**Saved data entries**
--------
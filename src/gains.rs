//! Controller gain sets and the deterministic search step.
//!
//! A [`GainSet`] is one candidate configuration for the firmware's balance
//! loop: the three PID gains plus the complementary-filter `alpha`. The
//! search walks the gain space with a fixed additive [`GainStep`] until a
//! [`StopCondition`] fires, so two runs from the same start produce the same
//! candidates.

use std::fmt;

use serde::{Deserialize, Serialize};

// ---------------------------------------------------------------------------
// Gain
// ---------------------------------------------------------------------------

/// One of the four tunable controller parameters.
#[derive(Debug, Clone, Copy, PartialEq, Eq, Hash, Serialize, Deserialize)]
#[serde(rename_all = "snake_case")]
pub enum Gain {
    Kp,
    Ki,
    Kd,
    Alpha,
}

impl Gain {
    /// All gains in the order the firmware expects them to be written.
    pub const ORDER: [Gain; 4] = [Gain::Kp, Gain::Ki, Gain::Kd, Gain::Alpha];

    /// Protocol keyword for this gain.
    pub fn keyword(self) -> &'static str {
        match self {
            Gain::Kp => "kp",
            Gain::Ki => "ki",
            Gain::Kd => "kd",
            Gain::Alpha => "alpha",
        }
    }
}

impl fmt::Display for Gain {
    fn fmt(&self, f: &mut fmt::Formatter<'_>) -> fmt::Result {
        f.write_str(self.keyword())
    }
}

// ---------------------------------------------------------------------------
// GainSet
// ---------------------------------------------------------------------------

/// A complete controller configuration.
#[derive(Debug, Clone, Copy, PartialEq, Serialize, Deserialize)]
#[serde(default)]
pub struct GainSet {
    pub kp: f64,
    pub ki: f64,
    pub kd: f64,
    pub alpha: f64,
}

impl Default for GainSet {
    /// The bench starting point used by the firmware bring-up sketches.
    fn default() -> Self {
        Self::new(1.0, 0.5, 0.1, 0.9)
    }
}

impl GainSet {
    pub const fn new(kp: f64, ki: f64, kd: f64, alpha: f64) -> Self {
        Self { kp, ki, kd, alpha }
    }

    /// Value of a single gain.
    pub fn get(&self, gain: Gain) -> f64 {
        match gain {
            Gain::Kp => self.kp,
            Gain::Ki => self.ki,
            Gain::Kd => self.kd,
            Gain::Alpha => self.alpha,
        }
    }

    /// `(gain, value)` pairs in protocol order.
    pub fn entries(&self) -> [(Gain, f64); 4] {
        Gain::ORDER.map(|g| (g, self.get(g)))
    }

    pub fn is_finite(&self) -> bool {
        self.entries().iter().all(|(_, v)| v.is_finite())
    }
}

impl fmt::Display for GainSet {
    fn fmt(&self, f: &mut fmt::Formatter<'_>) -> fmt::Result {
        write!(
            f,
            "kp: {:?}, ki: {:?}, kd: {:?}, alpha: {:?}",
            self.kp, self.ki, self.kd, self.alpha
        )
    }
}

// ---------------------------------------------------------------------------
// GainStep
// ---------------------------------------------------------------------------

/// Additive per-gain deltas applied after every trial.
#[derive(Debug, Clone, Copy, PartialEq, Serialize, Deserialize)]
#[serde(default)]
pub struct GainStep {
    pub kp: f64,
    pub ki: f64,
    pub kd: f64,
    pub alpha: f64,
}

impl Default for GainStep {
    fn default() -> Self {
        Self {
            kp: 0.1,
            ki: 0.05,
            kd: 0.01,
            alpha: -0.01,
        }
    }
}

impl GainStep {
    pub fn get(&self, gain: Gain) -> f64 {
        match gain {
            Gain::Kp => self.kp,
            Gain::Ki => self.ki,
            Gain::Kd => self.kd,
            Gain::Alpha => self.alpha,
        }
    }

    /// Next candidate after `gains`.
    pub fn apply(&self, gains: &GainSet) -> GainSet {
        GainSet {
            kp: gains.kp + self.kp,
            ki: gains.ki + self.ki,
            kd: gains.kd + self.kd,
            alpha: gains.alpha + self.alpha,
        }
    }

    pub fn is_finite(&self) -> bool {
        Gain::ORDER.iter().all(|g| self.get(*g).is_finite())
    }
}

// ---------------------------------------------------------------------------
// StopCondition
// ---------------------------------------------------------------------------

/// Which side of the threshold ends the search.
#[derive(Debug, Clone, Copy, PartialEq, Eq, Serialize, Deserialize)]
#[serde(rename_all = "snake_case")]
pub enum Crossing {
    /// Stop once the gain is `<=` the threshold.
    AtOrBelow,
    /// Stop once the gain is `>=` the threshold.
    AtOrAbove,
}

/// Natural end of a tuning session: one gain crossing a threshold.
#[derive(Debug, Clone, Copy, PartialEq, Serialize, Deserialize)]
#[serde(default)]
pub struct StopCondition {
    pub gain: Gain,
    pub threshold: f64,
    pub crossing: Crossing,
}

impl Default for StopCondition {
    fn default() -> Self {
        Self {
            gain: Gain::Alpha,
            threshold: 0.5,
            crossing: Crossing::AtOrBelow,
        }
    }
}

impl StopCondition {
    pub fn is_met(&self, gains: &GainSet) -> bool {
        let value = gains.get(self.gain);
        match self.crossing {
            Crossing::AtOrBelow => value <= self.threshold,
            Crossing::AtOrAbove => value >= self.threshold,
        }
    }

    /// Whether repeatedly applying `step` from `start` ever meets the
    /// condition.
    pub fn reachable_from(&self, start: &GainSet, step: &GainStep) -> bool {
        if self.is_met(start) {
            return true;
        }
        let delta = step.get(self.gain);
        match self.crossing {
            Crossing::AtOrBelow => delta < 0.0,
            Crossing::AtOrAbove => delta > 0.0,
        }
    }
}

impl fmt::Display for StopCondition {
    fn fmt(&self, f: &mut fmt::Formatter<'_>) -> fmt::Result {
        let op = match self.crossing {
            Crossing::AtOrBelow => "<=",
            Crossing::AtOrAbove => ">=",
        };
        write!(f, "{} {} {:?}", self.gain, op, self.threshold)
    }
}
--------
**What needs to be done**
Starting at the first line of the data above, retype each line exactly until you reach the line containing "use std::fmt;", and include that line too.

**Response**
filename src/gains.rs
//! Controller gain sets and the deterministic search step.
//!
//! A [`GainSet`] is one candidate configuration for the firmware's balance
//! loop: the three PID gains plus the complementary-filter `alpha`. The
//! search walks the gain space with a fixed additive [`GainStep`] until a
//! [`StopCondition`] fires, so two runs from the same start produce the same
//! candidates.

use std::fmt;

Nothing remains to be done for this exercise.